Exercise goal –
What is needed is a verbatim copy of each record below.

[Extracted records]

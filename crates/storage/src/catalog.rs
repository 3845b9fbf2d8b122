//! Seed catalog shared by every store implementation.

use shared::domain::{Price, Product, ProductId};

const SEED: &[(&str, &str, &str, f64)] = &[
    (
        "prod_001",
        "Blue Jean",
        "https://images.unsplash.com/photo-1542272604-787c3835535d?w=400",
        36.87,
    ),
    (
        "prod_002",
        "White T-Shirt",
        "https://images.unsplash.com/photo-1521572163474-6864f9cf17ab?w=400",
        19.99,
    ),
    (
        "prod_003",
        "Leather Jacket",
        "https://images.unsplash.com/photo-1551028719-00167b16eac5?w=400",
        89.95,
    ),
    (
        "prod_004",
        "Summer Dress",
        "https://images.unsplash.com/photo-1623609163859-ca93c959b98a?w=400",
        45.5,
    ),
    (
        "prod_005",
        "Running Shoes",
        "https://images.unsplash.com/photo-1542291026-7eec264c27ff?w=400",
        59.99,
    ),
    (
        "prod_006",
        "Wool Beanie",
        "https://images.unsplash.com/photo-1576871337622-98d48d1cf531?w=400",
        15.75,
    ),
    (
        "prod_007",
        "Blue Jean",
        "https://images.unsplash.com/photo-1542272604-787c3835535d?w=400",
        36.87,
    ),
    (
        "prod_008",
        "Backpack",
        "https://images.unsplash.com/photo-1553062407-98eeb64c6a62?w=400",
        49.95,
    ),
    (
        "prod_009",
        "Watch",
        "https://images.unsplash.com/photo-1614164185128-e4ec99c436d7?w=400",
        125.0,
    ),
    (
        "prod_010",
        "Sneakers",
        "https://images.unsplash.com/photo-1597045566677-8cf032ed6634?w=400",
        75.5,
    ),
];

const SEED_CURRENCY: &str = "EUR";

pub fn seed_products() -> Vec<Product> {
    SEED.iter()
        .map(|(id, name, image, amount)| Product {
            id: ProductId::from(*id),
            name: (*name).to_string(),
            image: (*image).to_string(),
            price: Price {
                amount: *amount,
                currency: SEED_CURRENCY.to_string(),
            },
        })
        .collect()
}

Task solution –
filename crates/storage/src/catalog.rs
repository 3845b9fbf2d8b122
//! Seed catalog shared by every store implementation.

use shared::domain::{Price, Product, ProductId};

const SEED: &[(&str, &str, &str, f64)] = &[
    (
        "prod_001",
        "Blue Jean",
        "https://images.unsplash.com/photo-1542272604-787c3835535d?w=400",
        36.87,
    ),
    (
        "prod_002",
        "White T-Shirt",
        "https://images.unsplash.com/photo-1521572163474-6864f9cf17ab?w=400",
        19.99,
    ),
    (
        "prod_003",
        "Leather Jacket",
        "https://images.unsplash.com/photo-1551028719-00167b16eac5?w=400",
        89.95,
    ),
    (
        "prod_004",
        "Summer Dress",
        "https://images.unsplash.com/photo-1623609163859-ca93c959b98a?w=400",
        45.5,
    ),
    (
        "prod_005",
        "Running Shoes",
        "https://images.unsplash.com/photo-1542291026-7eec264c27ff?w=400",
        59.99,
    ),
    (
        "prod_006",
        "Wool Beanie",
        "https://images.unsplash.com/photo-1576871337622-98d48d1cf531?w=400",
        15.75,
    ),
    (
        "prod_007",
        "Blue Jean",
        "https://images.unsplash.com/photo-1542272604-787c3835535d?w=400",
        36.87,
    ),
    (
        "prod_008",
        "Backpack",
        "https://images.unsplash.com/photo-1553062407-98eeb64c6a62?w=400",
        49.95,
    ),
    (
        "prod_009",
        "Watch",
        "https://images.unsplash.com/photo-1614164185128-e4ec99c436d7?w=400",
        125.0,
    ),
    (
        "prod_010",
        "Sneakers",
        "https://images.unsplash.com/photo-1597045566677-8cf032ed6634?w=400",
        75.5,
    ),
];

const SEED_CURRENCY: &str = "EUR";

pub fn seed_products() -> Vec<Product> {
    SEED.iter()
        .map(|(id, name, image, amount)| Product {
            id: ProductId::from(*id),
            name: (*name).to_string(),
            image: (*image).to_string(),
            price: Price {
                amount: *amount,
                currency: SEED_CURRENCY.to_string(),
            },
        })
        .collect()
}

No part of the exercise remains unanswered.